Like Otis I just don’t get the desire to abuse humans who happen to move close to us. I’ve said before on here abt an incident during the final game of our Prem relegation season (home vs Bradford) Altho I didn’t know it I was sat next to Lee Carsley’s family. At the end of the game the players went for the least well thought out lap of honour in the history of bad ideas. Carsley stopped by to see his wife and collect his baby child. The abuse he got was frankly unbelievable. I know tempers were raging, the manager had lost the plot, the players had let us down etc etc but i had never seen anything like it.

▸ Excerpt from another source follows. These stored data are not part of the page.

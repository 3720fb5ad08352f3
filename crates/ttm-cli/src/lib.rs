//! Taxonomy Time Machine CLI
#![deny(clippy::unwrap_used, clippy::expect_used)]
//!
//! A thin command-line front end over `ttm-core`: ingest a pre-parsed
//! taxonomy snapshot, then run point-in-time queries against the resulting
//! event log.

pub mod commands;
pub mod config;
pub mod error;
pub mod fixture;

pub use error::{CliError, Result};

use chrono::NaiveDate;
use clap::{Parser, Subcommand};

/// Taxonomy Time Machine: a temporal query engine over taxonomy history.
#[derive(Parser, Debug)]
#[command(name = "ttm")]
#[command(author, version, about, long_about = None)]
#[command(arg_required_else_help = true)]
pub struct Cli {
    #[command(subcommand)]
    pub command: Option<Commands>,

    /// Verbose logging
    #[arg(short, long, global = true)]
    pub verbose: bool,

    /// Path to the SQLite database file
    #[arg(long, env = "DATABASE_PATH", global = true)]
    pub database_path: Option<String>,
}

#[derive(Subcommand, Debug)]
pub enum Commands {
    /// Ingest a pre-parsed taxonomy snapshot from a JSON fixture file
    Ingest {
        /// Path to a fixture JSON file (see `ttm_cli::fixture` for the format)
        #[arg(long)]
        fixture: String,
    },

    /// List the raw events recorded for a tax id
    Events {
        tax_id: String,
        /// Only include events up to and including this date (YYYY-MM-DD)
        #[arg(long)]
        as_of: Option<NaiveDate>,
    },

    /// Show the ancestor chain for a tax id
    Lineage {
        tax_id: String,
        #[arg(long)]
        as_of: Option<NaiveDate>,
    },

    /// List the direct children of a tax id
    Children {
        tax_id: String,
        #[arg(long)]
        as_of: Option<NaiveDate>,
    },

    /// Show the distinct lineages a tax id has held over time
    Versions {
        tax_id: String,
        #[arg(long)]
        as_of: Option<NaiveDate>,
    },

    /// Full-text search over taxon names, past and present
    Search {
        query: String,
        #[arg(short, long, default_value_t = 20)]
        limit: usize,
    },

    /// Print a uniformly random species-rank taxon
    RandomSpecies,
}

Unbelievably, as Carsley stood with his wife to collect his son, one of the lads who had been booing (in fairness I didn’t hear him scream that he wished Carsley would die in a fire or of cancer as others had) asked him for his match shirt. Carsley looked astounded but after a quick roll of his eyeballs, he stripped off his shirt and gave to the bloke before making his way back down onto the pitch with his child. The bloke immediately put on the shirt and looked really pleased with himself only to resume the booing of the players on the pitch.
It was the first time in my life that I thought that being a professional football player might not always be the best job in the world.